In the 15th century, Russian iconographer Andrei Rublev created “The Hospitality of Abraham,” also known as “The Trinity,” one of the most well known and beloved icons in Christendom.  In it, the Father, the Son, and the Holy Spirit (depicted as the three angels who appeared to Abraham near the great trees of Mamre), sit around a table, sharing food and drink.  Their faces are nearly identical, but they’re dressed in different colors.  The Father wears gold, the Son blue, and the Spirit green.  The Father gazes at the Son.  The Son gazes back at the Father, but gestures towards the Spirit.  The Spirit gazes at the Father, but points toward the Son with one hand, and opens up the circle with the other, making room for others to join the sacred meal.  As a whole, the icon exudes adoration and intimacy — clearly, the three persons around the table respect and enjoy each other.  But it also exudes openness.  There is space at the table for the viewer of the icon.  For me.  For you.
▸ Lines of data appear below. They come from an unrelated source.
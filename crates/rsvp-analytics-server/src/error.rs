//! Error handling for the API server

use axum::{
    Json,
    http::StatusCode,
    response::{IntoResponse, Response},
};
use rsvp_analytics::AnalyticsError;
use serde_json::json;
use thiserror::Error;
use tracing::error;

use crate::source::SourceError;

/// Result type for API operations
pub type Result<T> = std::result::Result<T, ApiError>;

/// API error types
#[derive(Debug, Error)]
pub enum ApiError {
    #[error("Event not found: {0}")]
    EventNotFound(String),

    #[error("Analytics error: {0}")]
    Analytics(#[from] AnalyticsError),

    #[error("Data source error: {0}")]
    Source(SourceError),

    #[error("Validation error: {0}")]
    Validation(String),

    #[error("Configuration error: {0}")]
    Config(String),

    #[error("IO error: {0}")]
    Io(#[from] std::io::Error),
}

impl From<SourceError> for ApiError {
    fn from(err: SourceError) -> Self {
        match err {
            SourceError::EventNotFound(id) => ApiError::EventNotFound(id.to_string()),
            other => ApiError::Source(other),
        }
    }
}

impl IntoResponse for ApiError {
    fn into_response(self) -> Response {
        if matches!(self, ApiError::Source(_) | ApiError::Io(_)) {
            error!("Request failed: {}", self);
        }

        let suggestions = match &self {
            ApiError::Analytics(e) => e.suggestions(),
            _ => Vec::new(),
        };

        let (status, error_message) = match self {
            ApiError::EventNotFound(_) => (StatusCode::NOT_FOUND, self.to_string()),
            ApiError::Validation(_) => (StatusCode::BAD_REQUEST, self.to_string()),
            ApiError::Analytics(ref e) => (StatusCode::BAD_REQUEST, e.user_message()),
            ApiError::Config(_) => (
                StatusCode::INTERNAL_SERVER_ERROR,
                "Configuration error".to_string(),
            ),
            ApiError::Source(_) => (
                StatusCode::INTERNAL_SERVER_ERROR,
                "Data source error".to_string(),
            ),
            ApiError::Io(_) => (
                StatusCode::INTERNAL_SERVER_ERROR,
                "Internal server error".to_string(),
            ),
        };

        let mut body = json!({
            "error": error_message,
            "status": status.as_u16()
        });
        if !suggestions.is_empty() {
            body["suggestions"] = json!(suggestions);
        }

        (status, Json(body)).into_response()
    }
}

// Convenience functions for common errors
impl ApiError {
    pub fn validation(msg: &str) -> Self {
        Self::Validation(msg.to_string())
    }

    pub fn config(msg: &str) -> Self {
        Self::Config(msg.to_string())
    }
}

#[cfg(test)]
mod tests {
    use super::*;
    use uuid::Uuid;

    #[test]
    fn test_status_codes() {
        let id = Uuid::nil();
        let not_found: ApiError = SourceError::EventNotFound(id).into();
        assert_eq!(not_found.into_response().status(), StatusCode::NOT_FOUND);

        let bad_lookback = ApiError::from(AnalyticsError::InvalidLookback {
            requested: 0,
            max: 731,
        });
        assert_eq!(bad_lookback.into_response().status(), StatusCode::BAD_REQUEST);

        let backend: ApiError = SourceError::Backend("down".into()).into();
        assert_eq!(
            backend.into_response().status(),
            StatusCode::INTERNAL_SERVER_ERROR
        );
    }
}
As if to say, the point of the great Three-in-One is not exclusivity — God is not a middle school clique — but rather, radical hospitality.  The point of the Three is always to add one more, to extend the invitation, to make the holy table more expansive and more welcoming. In fact, the deeper the intimacy between the Three grows, the roomier the table becomes.  Likewise, the closer we draw to the adoration of the Three, the wider and more hospitable our hearts will grow towards the world.

Like Nicodemus, let’s reserve the right to get smarter. May we be open to new life, abundant life, life lived in the power of the Spirit.   Amen.